Supplied records Start Marker
// Copyright 2025-present Affirm Contributors
// SPDX-License-Identifier: Apache-2.0

//! Raise-checks: expected errors, forbidden errors, and the permissive
//! policy for unlisted kinds.

use super::common::{failure_message, loud, quiet};
use affirm::{does_not_raise, raises, ErrorKind, KindSet};

/// A callable that fails with the given kind.
fn failing(kind: ErrorKind) -> impl FnOnce() -> Result<(), ErrorKind> {
    move || Err(kind)
}

/// A callable that returns cleanly.
fn succeeding() -> Result<i32, ErrorKind> {
    Ok(1 + 1)
}

#[test]
fn raises_passes_when_the_expected_kind_occurs() {
    raises(failing(ErrorKind::Type), ErrorKind::Type, &loud()).unwrap();
}

#[test]
fn raises_passes_on_any_listed_kind() {
    let listed = [ErrorKind::Type, ErrorKind::Key];
    raises(failing(ErrorKind::Key), listed, &quiet()).unwrap();
}

#[test]
fn raises_fails_when_nothing_is_raised() {
    let message = failure_message(raises(succeeding, ErrorKind::Value, &quiet()));
    assert_eq!(
        message,
        "Test failed: expected given function to raise ValueError"
    );
}

#[test]
fn raises_fails_on_a_non_matching_kind() {
    // Wrong kind raised reads the same as nothing raised
    let message = failure_message(raises(
        failing(ErrorKind::Io),
        [ErrorKind::Type, ErrorKind::Value],
        &quiet(),
    ));
    assert_eq!(
        message,
        "Test failed: expected given function to raise any of the following: TypeError, ValueError"
    );
}

#[test]
fn raises_with_the_any_sentinel_accepts_every_kind() {
    raises(failing(ErrorKind::Arithmetic), KindSet::any(), &quiet()).unwrap();
    raises(failing(ErrorKind::Other("LeaseExpired")), KindSet::any(), &quiet()).unwrap();
    raises(succeeding, KindSet::any(), &quiet()).unwrap_err();
}

#[test]
fn raises_works_with_std_error_types() {
    raises(|| "a".parse::<i32>(), ErrorKind::Value, &quiet()).unwrap();
    raises(
        || std::str::from_utf8(&[0xff, 0xfe]),
        ErrorKind::Value,
        &quiet(),
    )
    .unwrap();
}

#[test]
fn does_not_raise_passes_on_a_clean_return() {
    does_not_raise(succeeding, ErrorKind::Value, &loud()).unwrap();
}

#[test]
fn does_not_raise_tolerates_unlisted_kinds() {
    // Only the listed kinds are forbidden
    does_not_raise(failing(ErrorKind::Io), ErrorKind::Value, &quiet()).unwrap();
    does_not_raise(
        failing(ErrorKind::Other("Backoff")),
        [ErrorKind::Type, ErrorKind::Value],
        &quiet(),
    )
    .unwrap();
}

#[test]
fn does_not_raise_fails_on_a_forbidden_kind() {
    let message = failure_message(does_not_raise(
        failing(ErrorKind::Value),
        ErrorKind::Value,
        &quiet(),
    ));
    assert_eq!(
        message,
        "Test failed: expected given function to not raise ValueError"
    );
}

#[test]
fn does_not_raise_with_the_any_sentinel_forbids_everything() {
    does_not_raise(succeeding, KindSet::any(), &quiet()).unwrap();
    does_not_raise(failing(ErrorKind::Index), KindSet::any(), &quiet()).unwrap_err();
}

#[test]
fn raise_failures_signal_regardless_of_verbosity() {
    let message = failure_message(raises(succeeding, ErrorKind::Value, &loud()));
    assert_eq!(
        message,
        "Test failed: expected given function to raise ValueError"
    );

    let message = failure_message(does_not_raise(
        failing(ErrorKind::Value),
        ErrorKind::Value,
        &loud(),
    ));
    assert_eq!(
        message,
        "Test failed: expected given function to not raise ValueError"
    );
}

#[test]
fn callables_are_invoked_exactly_once() {
    let mut calls = 0;
    let _ = raises(
        || {
            calls += 1;
            Err::<(), _>(ErrorKind::Type)
        },
        ErrorKind::Type,
        &quiet(),
    );
    assert_eq!(calls, 1);
}
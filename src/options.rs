// Copyright 2025-present Affirm Contributors
// SPDX-License-Identifier: Apache-2.0

//! Per-call configuration shared by every check function.
//!
//! Options are plain immutable values passed at each call site. There are no
//! global defaults to mutate and no state carried between calls.

use std::borrow::Cow;

use crate::notify;
use crate::outcome::DEFAULT_MESSAGE;

/// Options accepted by every check function.
///
/// - `message_on_fail` prefixes the failure detail; defaults to
///   `"Test failed"`.
/// - `verbose` makes a passing check print `Test passed`; defaults to off.
///   Failures are reported through the returned error regardless.
///
/// # Example
///
/// ```
/// use affirm::{equals, CheckOptions};
///
/// equals(&1, &1, &CheckOptions::DEFAULT).unwrap();
/// equals(&1, &2, &CheckOptions::new().message("ids must line up"))
///     .unwrap_err();
/// ```
#[derive(Debug, Clone, PartialEq, Eq)]
pub struct CheckOptions {
    message_on_fail: Cow<'static, str>,
    verbose: bool,
}

impl CheckOptions {
    /// The default options: generic failure message, verbosity off.
    pub const DEFAULT: CheckOptions = CheckOptions {
        message_on_fail: Cow::Borrowed(DEFAULT_MESSAGE),
        verbose: false,
    };

    /// Fresh options with the defaults.
    pub fn new() -> Self {
        Self::DEFAULT
    }

    /// Set the message prefixed to the failure detail.
    pub fn message(mut self, message_on_fail: impl Into<Cow<'static, str>>) -> Self {
        self.message_on_fail = message_on_fail.into();
        self
    }

    /// Set whether a passing check prints a notification.
    pub fn verbose(mut self, verbose: bool) -> Self {
        self.verbose = verbose;
        self
    }

    pub(crate) fn message_on_fail(&self) -> &str {
        &self.message_on_fail
    }

    /// Emit the pass notification if verbosity is on.
    pub(crate) fn notify_pass(&self) {
        if self.verbose {
            notify::report_pass();
        }
    }
}

impl Default for CheckOptions {
    fn default() -> Self {
        Self::DEFAULT
    }
}
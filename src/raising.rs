// Copyright 2025-present Affirm Contributors
// SPDX-License-Identifier: Apache-2.0

//! Checks over callables that may fail.
//!
//! Rust has no exception hierarchy to inspect at runtime, so raise-checks
//! work over a closed set of category tags. The callable under test returns
//! `Result<T, E>` where the error maps to an [`ErrorKind`] through the
//! [`Fault`] trait, and matching is plain tag comparison against a
//! [`KindSet`]. `Other` keeps the set extensible for domain-specific
//! categories without opening the door to hierarchy reflection.

use std::fmt;

use crate::options::CheckOptions;
use crate::outcome::{settle, CheckResult};

/// Category tag for a raised error.
#[derive(Debug, Clone, Copy, PartialEq, Eq, Hash)]
pub enum ErrorKind {
    /// Operand or argument of an unsupported type.
    Type,
    /// Well-typed value outside the accepted domain.
    Value,
    /// Sequence index out of range.
    Index,
    /// Missing key in a map lookup.
    Key,
    /// Division by zero, overflow, and other arithmetic faults.
    Arithmetic,
    /// Operating-system or I/O failure.
    Io,
    /// A category the closed tags above do not cover.
    Other(&'static str),
}

impl ErrorKind {
    /// The name used in failure messages.
    pub fn name(&self) -> &'static str {
        match self {
            ErrorKind::Type => "TypeError",
            ErrorKind::Value => "ValueError",
            ErrorKind::Index => "IndexError",
            ErrorKind::Key => "KeyError",
            ErrorKind::Arithmetic => "ArithmeticError",
            ErrorKind::Io => "IoError",
            ErrorKind::Other(name) => name,
        }
    }
}

impl fmt::Display for ErrorKind {
    fn fmt(&self, f: &mut fmt::Formatter<'_>) -> fmt::Result {
        write!(f, "{}", self.name())
    }
}

/// Maps a concrete error to its category tag.
///
/// Implement this for domain error types so their values can be matched by
/// [`raises`] and [`does_not_raise`]. Implementations for common std error
/// types are provided.
pub trait Fault {
    /// The category this error belongs to.
    fn kind(&self) -> ErrorKind;
}

/// A bare tag is its own category; handy in tests and small closures.
impl Fault for ErrorKind {
    fn kind(&self) -> ErrorKind {
        *self
    }
}

impl Fault for std::io::Error {
    fn kind(&self) -> ErrorKind {
        ErrorKind::Io
    }
}

impl Fault for std::num::ParseIntError {
    fn kind(&self) -> ErrorKind {
        ErrorKind::Value
    }
}

impl Fault for std::num::ParseFloatError {
    fn kind(&self) -> ErrorKind {
        ErrorKind::Value
    }
}

impl Fault for std::num::TryFromIntError {
    fn kind(&self) -> ErrorKind {
        ErrorKind::Value
    }
}

impl Fault for std::str::Utf8Error {
    fn kind(&self) -> ErrorKind {
        ErrorKind::Value
    }
}

impl Fault for std::string::FromUtf8Error {
    fn kind(&self) -> ErrorKind {
        ErrorKind::Value
    }
}

/// The set of error kinds a raise-check matches.
///
/// `KindSet::any()` matches every kind (the default sentinel for "any
/// error"). A single kind, an array, a slice, or a vec of kinds all convert
/// into a set, so a one-kind call site needs no special casing.
#[derive(Debug, Clone, PartialEq, Eq)]
pub struct KindSet {
    // None matches every kind
    kinds: Option<Vec<ErrorKind>>,
}

impl KindSet {
    /// The sentinel set that matches any error kind.
    pub fn any() -> Self {
        KindSet { kinds: None }
    }

    /// Whether `kind` is in the set.
    pub fn matches(&self, kind: ErrorKind) -> bool {
        match &self.kinds {
            None => true,
            Some(kinds) => kinds.contains(&kind),
        }
    }

    /// Render the set for failure messages: a lone kind by name, several
    /// kinds as `any of the following: A, B`.
    fn describe(&self) -> String {
        match &self.kinds {
            None => "any error".to_string(),
            Some(kinds) if kinds.len() == 1 => kinds[0].name().to_string(),
            Some(kinds) => {
                let names: Vec<&str> = kinds.iter().map(ErrorKind::name).collect();
                format!("any of the following: {}", names.join(", "))
            }
        }
    }
}

impl From<ErrorKind> for KindSet {
    fn from(kind: ErrorKind) -> Self {
        KindSet {
            kinds: Some(vec![kind]),
        }
    }
}

impl<const N: usize> From<[ErrorKind; N]> for KindSet {
    fn from(kinds: [ErrorKind; N]) -> Self {
        KindSet {
            kinds: Some(kinds.to_vec()),
        }
    }
}

impl From<&[ErrorKind]> for KindSet {
    fn from(kinds: &[ErrorKind]) -> Self {
        KindSet {
            kinds: Some(kinds.to_vec()),
        }
    }
}

impl From<Vec<ErrorKind>> for KindSet {
    fn from(kinds: Vec<ErrorKind>) -> Self {
        KindSet { kinds: Some(kinds) }
    }
}

/// Check that invoking `function` raises an error matching `kinds`.
///
/// Fails when the callable returns successfully and when it raises a kind
/// outside the set; both cases get the same
/// `expected given function to raise {kinds}` detail.
///
/// # Example
///
/// ```
/// use affirm::{raises, CheckOptions, ErrorKind};
///
/// raises(
///     || "a".parse::<i32>(),
///     ErrorKind::Value,
///     &CheckOptions::DEFAULT,
/// )
/// .unwrap();
/// ```
pub fn raises<T, E, F>(function: F, kinds: impl Into<KindSet>, opts: &CheckOptions) -> CheckResult
where
    F: FnOnce() -> Result<T, E>,
    E: Fault,
{
    let kinds = kinds.into();
    let raised = function().err().map(|error| error.kind());
    let passed = matches!(raised, Some(kind) if kinds.matches(kind));
    settle(passed, opts, || {
        format!("expected given function to raise {}", kinds.describe())
    })
}

/// Check that invoking `function` does not raise an error matching `kinds`.
///
/// Deliberately permissive: only the listed kinds are forbidden. A clean
/// return passes, and so does an error of an unlisted kind. Fails with
/// `expected given function to not raise {kinds}`.
///
/// # Example
///
/// ```
/// use affirm::{does_not_raise, CheckOptions, ErrorKind};
///
/// does_not_raise(
///     || "7".parse::<i32>(),
///     ErrorKind::Value,
///     &CheckOptions::DEFAULT,
/// )
/// .unwrap();
/// ```
pub fn does_not_raise<T, E, F>(
    function: F,
    kinds: impl Into<KindSet>,
    opts: &CheckOptions,
) -> CheckResult
where
    F: FnOnce() -> Result<T, E>,
    E: Fault,
{
    let kinds = kinds.into();
    let passed = match function() {
        Ok(_) => true,
        Err(error) => !kinds.matches(error.kind()),
    };
    settle(passed, opts, || {
        format!("expected given function to not raise {}", kinds.describe())
    })
}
Supplied records End Marker
◆ **Task goal**
Filter the records for the string "accepted" and copy every line that holds it.

◆ **Response below**
/// Options accepted by every check function.
    /// Well-typed value outside the accepted domain.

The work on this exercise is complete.